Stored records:
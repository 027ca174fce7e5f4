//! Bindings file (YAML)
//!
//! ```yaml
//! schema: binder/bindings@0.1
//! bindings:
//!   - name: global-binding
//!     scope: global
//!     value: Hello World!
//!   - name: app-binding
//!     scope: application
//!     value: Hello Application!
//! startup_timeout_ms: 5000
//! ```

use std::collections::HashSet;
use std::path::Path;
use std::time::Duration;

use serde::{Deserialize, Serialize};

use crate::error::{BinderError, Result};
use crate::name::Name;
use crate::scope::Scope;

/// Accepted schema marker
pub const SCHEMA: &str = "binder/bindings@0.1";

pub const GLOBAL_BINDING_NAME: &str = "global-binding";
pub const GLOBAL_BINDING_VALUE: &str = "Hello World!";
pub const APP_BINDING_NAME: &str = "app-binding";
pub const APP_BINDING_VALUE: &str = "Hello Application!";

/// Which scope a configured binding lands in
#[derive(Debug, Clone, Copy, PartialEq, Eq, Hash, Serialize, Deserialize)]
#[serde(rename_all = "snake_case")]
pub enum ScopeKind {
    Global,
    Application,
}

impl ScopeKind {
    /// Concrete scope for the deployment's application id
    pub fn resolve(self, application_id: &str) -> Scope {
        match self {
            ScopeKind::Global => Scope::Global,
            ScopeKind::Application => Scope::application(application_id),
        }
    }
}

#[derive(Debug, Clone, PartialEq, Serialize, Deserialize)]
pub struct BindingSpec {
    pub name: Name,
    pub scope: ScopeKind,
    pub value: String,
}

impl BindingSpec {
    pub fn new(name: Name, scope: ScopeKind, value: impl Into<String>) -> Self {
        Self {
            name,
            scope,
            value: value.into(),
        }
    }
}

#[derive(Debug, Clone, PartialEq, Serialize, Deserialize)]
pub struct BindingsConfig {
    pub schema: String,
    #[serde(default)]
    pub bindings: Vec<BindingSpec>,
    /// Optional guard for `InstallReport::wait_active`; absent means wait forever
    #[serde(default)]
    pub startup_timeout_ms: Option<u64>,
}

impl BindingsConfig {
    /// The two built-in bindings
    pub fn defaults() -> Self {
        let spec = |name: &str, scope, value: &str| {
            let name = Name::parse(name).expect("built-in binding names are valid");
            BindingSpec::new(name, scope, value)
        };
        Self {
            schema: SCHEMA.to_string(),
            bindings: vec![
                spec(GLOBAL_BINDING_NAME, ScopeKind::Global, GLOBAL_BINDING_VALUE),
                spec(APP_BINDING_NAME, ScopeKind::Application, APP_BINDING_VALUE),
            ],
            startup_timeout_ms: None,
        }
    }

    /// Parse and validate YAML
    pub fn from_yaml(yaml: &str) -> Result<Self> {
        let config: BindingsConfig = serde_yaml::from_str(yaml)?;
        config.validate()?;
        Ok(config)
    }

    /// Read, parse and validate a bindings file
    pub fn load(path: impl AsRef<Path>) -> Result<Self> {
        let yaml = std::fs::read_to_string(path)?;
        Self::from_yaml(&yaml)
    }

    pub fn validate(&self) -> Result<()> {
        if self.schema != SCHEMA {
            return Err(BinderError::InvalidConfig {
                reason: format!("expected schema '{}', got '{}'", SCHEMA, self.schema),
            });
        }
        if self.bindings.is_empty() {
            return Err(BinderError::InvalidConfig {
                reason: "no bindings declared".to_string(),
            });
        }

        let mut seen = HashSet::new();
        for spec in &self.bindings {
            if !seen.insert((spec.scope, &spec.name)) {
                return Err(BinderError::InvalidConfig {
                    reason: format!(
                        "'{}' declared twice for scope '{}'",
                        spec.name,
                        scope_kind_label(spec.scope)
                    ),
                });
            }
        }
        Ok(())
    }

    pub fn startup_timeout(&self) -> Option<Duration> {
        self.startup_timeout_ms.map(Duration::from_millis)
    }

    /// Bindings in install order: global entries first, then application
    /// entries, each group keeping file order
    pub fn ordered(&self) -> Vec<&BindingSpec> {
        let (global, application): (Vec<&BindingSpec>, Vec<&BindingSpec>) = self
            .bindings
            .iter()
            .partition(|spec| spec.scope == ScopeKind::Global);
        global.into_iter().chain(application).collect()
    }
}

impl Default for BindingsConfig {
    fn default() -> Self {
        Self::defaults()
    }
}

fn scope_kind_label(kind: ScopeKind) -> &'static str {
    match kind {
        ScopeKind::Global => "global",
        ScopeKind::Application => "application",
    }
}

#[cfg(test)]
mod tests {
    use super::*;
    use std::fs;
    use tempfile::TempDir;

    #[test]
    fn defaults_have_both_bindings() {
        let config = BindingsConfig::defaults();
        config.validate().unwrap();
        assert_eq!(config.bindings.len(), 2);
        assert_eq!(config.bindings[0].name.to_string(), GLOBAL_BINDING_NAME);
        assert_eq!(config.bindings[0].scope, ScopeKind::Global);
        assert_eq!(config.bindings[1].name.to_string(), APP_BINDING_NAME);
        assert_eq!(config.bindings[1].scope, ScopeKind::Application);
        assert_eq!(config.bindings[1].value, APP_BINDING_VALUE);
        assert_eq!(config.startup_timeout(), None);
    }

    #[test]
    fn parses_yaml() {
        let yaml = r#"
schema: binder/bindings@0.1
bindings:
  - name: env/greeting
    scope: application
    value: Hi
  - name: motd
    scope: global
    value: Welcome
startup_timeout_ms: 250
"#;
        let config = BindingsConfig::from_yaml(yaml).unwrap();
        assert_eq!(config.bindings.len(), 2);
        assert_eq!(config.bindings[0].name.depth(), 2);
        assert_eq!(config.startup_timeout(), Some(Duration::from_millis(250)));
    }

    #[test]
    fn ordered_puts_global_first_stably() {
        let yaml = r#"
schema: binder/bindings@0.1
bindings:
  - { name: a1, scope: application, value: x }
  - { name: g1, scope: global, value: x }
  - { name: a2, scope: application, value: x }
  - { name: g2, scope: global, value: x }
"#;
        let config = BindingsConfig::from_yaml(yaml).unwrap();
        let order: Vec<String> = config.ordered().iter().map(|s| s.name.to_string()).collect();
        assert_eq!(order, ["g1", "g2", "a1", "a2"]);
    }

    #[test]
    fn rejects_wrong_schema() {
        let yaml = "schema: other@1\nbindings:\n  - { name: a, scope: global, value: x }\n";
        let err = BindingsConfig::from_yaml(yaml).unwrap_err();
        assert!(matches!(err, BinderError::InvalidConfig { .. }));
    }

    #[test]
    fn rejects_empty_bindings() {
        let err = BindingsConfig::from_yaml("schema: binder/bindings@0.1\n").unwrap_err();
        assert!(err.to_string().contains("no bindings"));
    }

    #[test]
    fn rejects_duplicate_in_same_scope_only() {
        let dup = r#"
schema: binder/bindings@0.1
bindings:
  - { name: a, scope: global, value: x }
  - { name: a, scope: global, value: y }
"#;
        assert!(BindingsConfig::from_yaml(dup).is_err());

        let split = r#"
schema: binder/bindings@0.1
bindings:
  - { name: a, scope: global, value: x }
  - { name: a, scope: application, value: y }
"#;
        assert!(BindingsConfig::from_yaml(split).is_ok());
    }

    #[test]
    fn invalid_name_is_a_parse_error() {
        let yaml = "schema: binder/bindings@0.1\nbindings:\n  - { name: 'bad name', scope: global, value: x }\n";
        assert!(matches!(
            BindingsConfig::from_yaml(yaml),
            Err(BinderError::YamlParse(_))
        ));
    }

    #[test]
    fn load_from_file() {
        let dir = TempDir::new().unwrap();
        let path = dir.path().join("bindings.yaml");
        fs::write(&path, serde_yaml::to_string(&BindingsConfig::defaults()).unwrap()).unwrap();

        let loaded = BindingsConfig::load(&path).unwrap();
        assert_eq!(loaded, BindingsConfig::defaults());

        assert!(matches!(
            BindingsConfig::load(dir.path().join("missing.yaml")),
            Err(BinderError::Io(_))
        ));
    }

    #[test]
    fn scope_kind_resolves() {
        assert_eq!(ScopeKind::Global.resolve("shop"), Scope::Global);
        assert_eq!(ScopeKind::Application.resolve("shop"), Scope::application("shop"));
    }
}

WHAT IS BEING ASKED: Take every line above that includes "declared" and list it.

OUTPUT OF THE TASK:
                reason: "no bindings declared".to_string(),
                        "'{}' declared twice for scope '{}'",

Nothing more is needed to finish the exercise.